What you need to do:
Please copy all of the records exactly, leaving nothing out.

Input:
━━━━━━━━
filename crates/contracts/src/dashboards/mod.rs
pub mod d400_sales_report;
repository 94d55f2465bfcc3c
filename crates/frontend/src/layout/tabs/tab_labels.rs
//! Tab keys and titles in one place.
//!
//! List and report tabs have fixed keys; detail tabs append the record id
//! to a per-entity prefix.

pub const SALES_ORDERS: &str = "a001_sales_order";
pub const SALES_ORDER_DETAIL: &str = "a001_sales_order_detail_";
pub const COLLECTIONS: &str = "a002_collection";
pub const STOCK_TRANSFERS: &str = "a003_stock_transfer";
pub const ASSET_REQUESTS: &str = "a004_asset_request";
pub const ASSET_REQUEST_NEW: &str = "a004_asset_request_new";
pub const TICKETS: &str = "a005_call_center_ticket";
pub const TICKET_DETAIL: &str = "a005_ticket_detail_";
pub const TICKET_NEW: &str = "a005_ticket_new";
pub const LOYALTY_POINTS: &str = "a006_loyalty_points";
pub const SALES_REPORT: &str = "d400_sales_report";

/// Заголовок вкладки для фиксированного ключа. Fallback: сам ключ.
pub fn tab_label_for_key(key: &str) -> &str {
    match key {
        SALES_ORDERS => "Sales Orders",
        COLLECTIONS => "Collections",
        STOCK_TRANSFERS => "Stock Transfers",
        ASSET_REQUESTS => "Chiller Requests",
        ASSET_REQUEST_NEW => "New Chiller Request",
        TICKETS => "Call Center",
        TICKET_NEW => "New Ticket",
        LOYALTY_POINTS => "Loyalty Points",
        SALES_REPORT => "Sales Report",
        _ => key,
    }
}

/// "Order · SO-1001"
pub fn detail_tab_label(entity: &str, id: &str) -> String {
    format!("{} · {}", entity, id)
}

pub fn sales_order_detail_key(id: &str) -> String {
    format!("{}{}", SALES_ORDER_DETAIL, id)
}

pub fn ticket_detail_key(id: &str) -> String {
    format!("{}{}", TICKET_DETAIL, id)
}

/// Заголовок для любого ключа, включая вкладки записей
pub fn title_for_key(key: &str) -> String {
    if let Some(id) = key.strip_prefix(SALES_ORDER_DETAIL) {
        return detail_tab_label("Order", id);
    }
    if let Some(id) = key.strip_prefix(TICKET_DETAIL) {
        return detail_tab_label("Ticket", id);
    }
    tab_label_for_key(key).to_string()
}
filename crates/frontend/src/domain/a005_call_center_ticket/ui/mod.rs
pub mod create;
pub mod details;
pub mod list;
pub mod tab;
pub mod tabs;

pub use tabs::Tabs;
━━━━━━━━
Problem solution:
filename crates/contracts/src/dashboards/mod.rs
pub mod d400_sales_report;
repository 94d55f2465bfcc3c
filename crates/frontend/src/layout/tabs/tab_labels.rs
//! Tab keys and titles in one place.
//!
//! List and report tabs have fixed keys; detail tabs append the record id
//! to a per-entity prefix.

pub const SALES_ORDERS: &str = "a001_sales_order";
pub const SALES_ORDER_DETAIL: &str = "a001_sales_order_detail_";
pub const COLLECTIONS: &str = "a002_collection";
pub const STOCK_TRANSFERS: &str = "a003_stock_transfer";
pub const ASSET_REQUESTS: &str = "a004_asset_request";
pub const ASSET_REQUEST_NEW: &str = "a004_asset_request_new";
pub const TICKETS: &str = "a005_call_center_ticket";
pub const TICKET_DETAIL: &str = "a005_ticket_detail_";
pub const TICKET_NEW: &str = "a005_ticket_new";
pub const LOYALTY_POINTS: &str = "a006_loyalty_points";
pub const SALES_REPORT: &str = "d400_sales_report";

/// Заголовок вкладки для фиксированного ключа. Fallback: сам ключ.
pub fn tab_label_for_key(key: &str) -> &str {
    match key {
        SALES_ORDERS => "Sales Orders",
        COLLECTIONS => "Collections",
        STOCK_TRANSFERS => "Stock Transfers",
        ASSET_REQUESTS => "Chiller Requests",
        ASSET_REQUEST_NEW => "New Chiller Request",
        TICKETS => "Call Center",
        TICKET_NEW => "New Ticket",
        LOYALTY_POINTS => "Loyalty Points",
        SALES_REPORT => "Sales Report",
        _ => key,
    }
}

/// "Order · SO-1001"
pub fn detail_tab_label(entity: &str, id: &str) -> String {
    format!("{} · {}", entity, id)
}

pub fn sales_order_detail_key(id: &str) -> String {
    format!("{}{}", SALES_ORDER_DETAIL, id)
}

pub fn ticket_detail_key(id: &str) -> String {
    format!("{}{}", TICKET_DETAIL, id)
}

/// Заголовок для любого ключа, включая вкладки записей
pub fn title_for_key(key: &str) -> String {
    if let Some(id) = key.strip_prefix(SALES_ORDER_DETAIL) {
        return detail_tab_label("Order", id);
    }
    if let Some(id) = key.strip_prefix(TICKET_DETAIL) {
        return detail_tab_label("Ticket", id);
    }
    tab_label_for_key(key).to_string()
}
filename crates/frontend/src/domain/a005_call_center_ticket/ui/mod.rs
pub mod create;
pub mod details;
pub mod list;
pub mod tab;
pub mod tabs;

pub use tabs::Tabs;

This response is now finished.